>>>>>

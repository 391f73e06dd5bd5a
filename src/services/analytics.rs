//! Analytics Service (fixtures)

use super::{simulate_latency, ApiError};
use crate::mock;
use crate::models::DashboardStats;

pub async fn dashboard_stats() -> Result<DashboardStats, ApiError> {
    simulate_latency().await;
    Ok(mock::dashboard_stats())
}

<<<<<

Activity
Return the entries above word for word.

Your solution
repository 391f73e06dd5bd5a
filename src/services/analytics.rs
//! Analytics Service (fixtures)

use super::{simulate_latency, ApiError};
use crate::mock;
use crate::models::DashboardStats;

pub async fn dashboard_stats() -> Result<DashboardStats, ApiError> {
    simulate_latency().await;
    Ok(mock::dashboard_stats())
}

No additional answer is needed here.